Programming Windows, the Series (Premium)

I’m starting a new series of articles that will examine how Windows application development has evolved over the years. This may be too technical for some readers, and perhaps not technical enough for the developers in the audience. But this is something I’ve been thinking about for a long time, and I believe that you can’t truly understand any platform---and in this case, how that platform has evolved over time---unless you understand how to create software for it.

No, I’m not going to teach you how to write software. As I write this in 2019, I’m about 20 years removed from my heyday as a software developer, though I continue to devote a lot of time to this endeavor, at least from a high-level, enthusiast perspective.

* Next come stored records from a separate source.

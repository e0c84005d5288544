//! Single-pass mean and variance
//!
//! This module provides accumulators that compute descriptive statistics
//! over a stream in one pass with constant memory, without keeping the
//! observations.
//!
//! # Accumulators
//!
//! - [`OnlineVariance`]: count, mean, population and sample variance
//! - [`OnlineVarianceMinMax`]: the above plus minimum and maximum
//!
//! # Example
//!
//! ```
//! use streamvar::variance::OnlineVarianceMinMax;
//!
//! let mut stats = OnlineVarianceMinMax::new();
//!
//! for value in [1.0, 2.0, 3.0, 4.0, 5.0] {
//!     stats.update(value);
//! }
//!
//! println!("Mean: {}", stats.mean());
//! println!("Stddev: {}", stats.stddev());
//! println!("Min: {}", stats.min());
//! println!("Max: {}", stats.max());
//! ```

#[cfg(feature = "serde")]
mod float_repr;
mod min_max;
mod online;

pub use min_max::OnlineVarianceMinMax;
pub use online::OnlineVariance;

But I’m no expert.

Instead, I am going to go back in time, so to speak, to as far back as the late 1980s, eventually. And I will examine what Windows application development has looked like at specific points in the intervening 30 years. I’d like to say we’ve come a long way since then---OK, we really have---but in many ways, it is the mistakes and errant side-trips that occurred along the way that are the most interesting. Why those things happened is a big part of the story. As is how Microsoft recovered from its mistakes. Or at least tried to.

And no, this isn’t about nostalgia, though nostalgia plays a role: I certainly have a lifetime of experiences and will be discussing my personal interactions with these technologies when appropriate or possible. It’s fun to look back, but it can also be instructive. It can help us understand why certain things happened when they did. And why some inexplicable vestiges of the past remain in Windows today.

In other words, this is the story of Windows, just told in a different way. From a different perspective.

More broadly, it is the story of the collective aspirations that Microsoft had for the platform over time. Object-Oriented Programming (OOP) in the era of “Cairo.” The brief moment where the .NET craze had so thoroughly engulfed Microsoft that the platform was to be renamed as Windows.NET. And the mobile app or touch-first mania of Windows 8. To name a few.

It’s about how Microsoft scaled a product that was originally just a thin presentation layer on top of MS-DOS into a full-fledged platform of its own. About how that platform now spans across a variety of product types, most of which are not particularly PC-like, and yet it still sees its greatest success, by far, on the PC. About how it failed in mobile.

I have a broad range of topics I’d like to cover, each in its own article. These may not appear in the order listed, as I need to do some research for each of these topics, but they include (and will not be limited to) such things as Win16, Win32, Visual Basic, the Microsoft Foundation Classes (MFC), COM/DCOM/COM+, .NET, Windows Forms (WinForms), Windows Presentation Foundation (WPF), the Windows Runtime (WinRT), Metro and XAM...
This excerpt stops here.